◆ Task prompt: Return verbatim the line containing "let data = packet.encode()?;" together with all lines that follow it, through the end of the records.

◆ Data supplied:
○ ○ ○

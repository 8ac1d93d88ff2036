//! Transport trait definitions

use async_trait::async_trait;
use bytes::Bytes;
use osc_core::{Encode, Packet};
use std::net::SocketAddr;

use crate::error::Result;

/// Events that can occur on a transport
#[derive(Debug, Clone, PartialEq)]
pub enum TransportEvent {
    /// A packet arrived and decoded cleanly
    Packet(Packet),
    /// Bytes arrived but did not decode as OSC
    Raw(Bytes),
    /// Connection closed (clean or error)
    Disconnected { reason: Option<String> },
    /// Error occurred
    Error(String),
}

impl TransportEvent {
    /// Decode `data`, keeping the raw bytes when decoding fails
    pub fn from_bytes(data: Bytes) -> Self {
        match osc_core::decode(&data) {
            Ok(packet) => TransportEvent::Packet(packet),
            Err(e) => {
                tracing::debug!("Undecodable payload of {} bytes: {}", data.len(), e);
                TransportEvent::Raw(data)
            }
        }
    }

    pub fn into_packet(self) -> Option<Packet> {
        match self {
            TransportEvent::Packet(packet) => Some(packet),
            _ => None,
        }
    }
}

/// Trait for sending data
#[async_trait]
pub trait TransportSender: Send + Sync {
    /// Send one encoded packet
    async fn send(&self, data: Bytes) -> Result<()>;

    /// Encode and send a packet
    async fn send_packet(&self, packet: &Packet) -> Result<()> {
        let data = packet.encode()?;
        self.send(data).await
    }

    /// Check if connected
    fn is_connected(&self) -> bool;

    /// Close the sender
    async fn close(&self) -> Result<()>;
}

/// Trait for receiving data
#[async_trait]
pub trait TransportReceiver: Send {
    /// Receive the next event
    async fn recv(&mut self) -> Option<TransportEvent>;
}

/// Trait for transport servers (listeners)
#[async_trait]
pub trait TransportServer: Send + Sync {
    /// The sender type for accepted connections
    type Sender: TransportSender;
    /// The receiver type for accepted connections
    type Receiver: TransportReceiver;

    /// Accept a new connection
    async fn accept(&mut self) -> Result<(Self::Sender, Self::Receiver, SocketAddr)>;

    /// Get the local address
    fn local_addr(&self) -> Result<SocketAddr>;
}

○ ○ ○

◆ Task response:
        let data = packet.encode()?;
        self.send(data).await
    }

    /// Check if connected
    fn is_connected(&self) -> bool;

    /// Close the sender
    async fn close(&self) -> Result<()>;
}

/// Trait for receiving data
#[async_trait]
pub trait TransportReceiver: Send {
    /// Receive the next event
    async fn recv(&mut self) -> Option<TransportEvent>;
}

/// Trait for transport servers (listeners)
#[async_trait]
pub trait TransportServer: Send + Sync {
    /// The sender type for accepted connections
    type Sender: TransportSender;
    /// The receiver type for accepted connections
    type Receiver: TransportReceiver;

    /// Accept a new connection
    async fn accept(&mut self) -> Result<(Self::Sender, Self::Receiver, SocketAddr)>;

    /// Get the local address
    fn local_addr(&self) -> Result<SocketAddr>;
}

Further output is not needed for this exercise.